The distinction between theory and action is important because as Livingstone and her ladies frequently note, over the course of the year of the IMT, the public had lost touch with the proceedings and even those attending court, all busy people, had become bored. As Rebecca West remarked, Nuremberg and the court room had become the ‘citadel of boredom’. Erika, Ursula and Rebecca, all journalists, attempted to see the IMT through a different lens – not really the men and politics, but observations on the German population surviving in bombed-out Nuremberg, the behaviour of the press camp and the conditions they lived in. The difference between capitalist women’s use of the bathrooms and that of the Soviet female delegates – privacy for the former, “a feeling of community” for the latter which got them to court on time – emphasises the difference yet willingness of the Allies to collaborate at Nuremberg, the most important trial of the twentieth century and to re-set the world’s moral order.
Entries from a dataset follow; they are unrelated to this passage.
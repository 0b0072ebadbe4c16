//! Serial infrastructure for the control panel.
//!
//! The link to the microcontroller is write-only: commands go out, nothing is
//! ever read back.  Opening a port is abstracted behind [`PortOpener`] so the
//! transport can be tested with an in-memory link instead of real hardware.
//!
//! - [`transport::SerialTransport`] owns the single live connection.
//! - [`system::SystemPortOpener`] opens real ports through `serialport`.
//! - [`mock::MemoryPortOpener`] records writes for tests.

use std::fmt;
use std::io::Write;

use thiserror::Error;

pub mod mock;
pub mod system;
pub mod transport;

pub use system::{list_available_ports, SystemPortOpener};
pub use transport::{SerialTransport, TransportSettings};

/// Baud rate the EyeMech firmware listens at.
pub const DEFAULT_BAUD_RATE: u32 = 9600;

/// The only runtime failure in the panel: a port could not be used.
#[derive(Debug, Error)]
pub enum ConnectionError {
    /// No port identifier was supplied.
    #[error("no serial port selected")]
    NoPortSelected,

    /// The port is busy, missing, or not accessible.
    #[error("failed to open {port}: {reason}")]
    Open { port: String, reason: String },

    /// The OS could not list serial ports.
    #[error("failed to enumerate serial ports: {0}")]
    Enumerate(String),
}

/// Description of a successfully opened connection.
#[derive(Debug, Clone, PartialEq, Eq)]
pub struct ConnectionInfo {
    pub port: String,
    pub baud_rate: u32,
}

impl fmt::Display for ConnectionInfo {
    /// Renders as `port@baud`, e.g. `/dev/ttyACM0@9600`.
    fn fmt(&self, f: &mut fmt::Formatter<'_>) -> fmt::Result {
        write!(f, "{}@{}", self.port, self.baud_rate)
    }
}

/// Write half of an open serial link.  Dropping it closes the port.
pub type SerialLink = Box<dyn Write + Send>;

/// Opens serial links by port identifier.
#[cfg_attr(test, mockall::automock)]
pub trait PortOpener {
    /// Opens `port` at `baud_rate`.
    fn open(&self, port: &str, baud_rate: u32) -> Result<SerialLink, ConnectionError>;
}
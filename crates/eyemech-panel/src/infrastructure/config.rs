//! Runtime settings for the control panel.
//!
//! There is no configuration file: every value comes from the command line
//! and falls back to the defaults the EyeMech firmware was built against.
//!
//! | Setting         | Default | Meaning                                   |
//! |-----------------|---------|-------------------------------------------|
//! | `baud_rate`     | 9600    | serial line speed                         |
//! | `settle_delay`  | 2 s     | wait after opening a port                 |
//! | `send_interval` | 10 ms   | minimum gap between throttled gaze lines  |
//! | `canvas_size`   | 400 px  | side of the square radar canvas           |
//! | `margin`        | 20 px   | border between canvas edge and circle     |
//! | `log_level`     | `info`  | `tracing` filter when `RUST_LOG` is unset |

use std::time::Duration;

use eyemech_core::domain::interaction::DEFAULT_SEND_INTERVAL;
use eyemech_core::domain::radar::{DEFAULT_CANVAS_SIZE, DEFAULT_MARGIN};
use eyemech_core::{GeometryError, RadarGeometry, RadarSurface};
use thiserror::Error;

use super::serial::TransportSettings;

const LOG_LEVELS: [&str; 5] = ["error", "warn", "info", "debug", "trace"];

/// Error type for invalid runtime settings.
#[derive(Debug, Error, PartialEq)]
pub enum ConfigError {
    #[error("baud rate must be positive")]
    ZeroBaudRate,

    #[error("invalid radar layout: {0}")]
    Geometry(#[from] GeometryError),

    #[error("unknown log level {0:?} (expected one of error, warn, info, debug, trace)")]
    UnknownLogLevel(String),
}

/// Validated-on-demand settings for one run of the panel.
#[derive(Debug, Clone, PartialEq)]
pub struct PanelConfig {
    pub transport: TransportSettings,
    pub send_interval: Duration,
    pub canvas_size: i32,
    pub margin: i32,
    pub log_level: String,
}

impl Default for PanelConfig {
    fn default() -> Self {
        Self {
            transport: TransportSettings::default(),
            send_interval: DEFAULT_SEND_INTERVAL,
            canvas_size: DEFAULT_CANVAS_SIZE,
            margin: DEFAULT_MARGIN,
            log_level: "info".to_string(),
        }
    }
}

impl PanelConfig {
    /// Checks every setting, returning the first problem found.
    ///
    /// # Errors
    ///
    /// Returns [`ConfigError`] describing the invalid setting.
    pub fn validate(&self) -> Result<(), ConfigError> {
        if self.transport.baud_rate == 0 {
            return Err(ConfigError::ZeroBaudRate);
        }
        if !LOG_LEVELS.contains(&self.log_level.to_ascii_lowercase().as_str()) {
            return Err(ConfigError::UnknownLogLevel(self.log_level.clone()));
        }
        self.geometry()?;
        Ok(())
    }

    /// Radar geometry derived from the canvas settings.
    ///
    /// # Errors
    ///
    /// Returns [`ConfigError::Geometry`] if the margin leaves no circle.
    pub fn geometry(&self) -> Result<RadarGeometry, ConfigError> {
        Ok(RadarGeometry::from_canvas(self.canvas_size, self.margin)?)
    }

    /// A fresh radar surface with this configuration's geometry and throttle.
    ///
    /// # Errors
    ///
    /// Returns [`ConfigError::Geometry`] if the margin leaves no circle.
    pub fn surface(&self) -> Result<RadarSurface, ConfigError> {
        Ok(RadarSurface::new(self.geometry()?, self.send_interval))
    }
}

// ── Tests ─────────────────────────────────────────────────────────────────────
However, while the press corps enjoyed the freedom of parties and liaisons, Ingeborg Kálnoky kept her ‘guests’ at the witness house closely entertained. Chosen for her pre-war society credentials, she had been rescued, pregnant and hungry, on the Czech border as she tried to enter west Germany shortly after the German surrender. Ingeborg’s experience of the IMT included food and comfort, but also the stresses of keeping the house on an even keel with opposing witnesses under the same roof, and the entitled male advances of one Major P which she side-stepped. Moments of sexual advances, assault and rape pepper this book, but an enduring fact of the testimony provided by the immensely emotionally strong Marie-Claude Vaillant-Couturier is that rape was named a ‘crime against humanity’ in 1948 and “codified as a war crime” in the Rome Statute in 1998. It might have taken a further fifty years, but of all the women heard here, Marie-Claude’s voice feels like it has endured with the greatest efficacy.

In 1942, French resistance fighter, Marie-Claude was sent to Auschwitz. Her IMT testimony was the nail in the legal coffin for those on trial. She described first-hand her ordeal and especially that of the Jewish women and children in extermination Block 25. She broke the detail on the workings of the gas chambers and how the ‘Gas Kommando’ had thrown living children into the flames when the gas ran out. The court was astounded that this could be a woman’s experience.
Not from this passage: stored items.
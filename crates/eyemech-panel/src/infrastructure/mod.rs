//! Infrastructure layer for the control panel.
//!
//! Contains OS-facing adapters: the serial transport and port enumeration,
//! event-script loading from disk, and runtime settings.
//!
//! **Dependency rule**: this layer may depend on `application` and
//! `eyemech_core`, but MUST NOT be imported by the `application` layer.

pub mod config;
pub mod event_script;
pub mod serial;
Marie-Claude’s enduring campaign against Holocaust denial recognised that gassing millions was ‘so monstrous’ that it is unsurprising people then and now cannot grasp the enormity of such evil, but she pressed on until genocide was adopted by the United Nations as a prosecution without statutory limitation. Her work led directly to the prosecution of Klaus Barbie in 1987 and Paul Touvier in 1994. For Tatiana, her legacy had a slower fuse, but on the collapse of the Soviet Union in 1990, now in her 70s, she published the whole truth of what she had so intently interpreted at the IMT. The full ghastliness of Soviet culpability in the Katyn Massacre was now public knowledge, a fact that had brewed in her soul for fifty years and which led her to equate Stalin’s actions with those of Hitler.

This is an important new perspective on Nuremberg with numerous details that deserve never to be forgotten, among which a small selection: from the Soviet perspective, “Nazism was the child of capitalism”; the Nazis rose to power “offering false answers to widespread discontents”, and that Nuremberg was less about then but more an “instruction for the future”. The father distracting his tearful ten-year-old son as they queued for the gas chamber at Dubno, Ukraine by pointing to the sky is soul-seering. That too is a lesson for our future.

The Nuremberg Women: At the Trial that Brought the Nazis to Justice by Natalie Livingstone. Published by John Murray, 432pp, £25.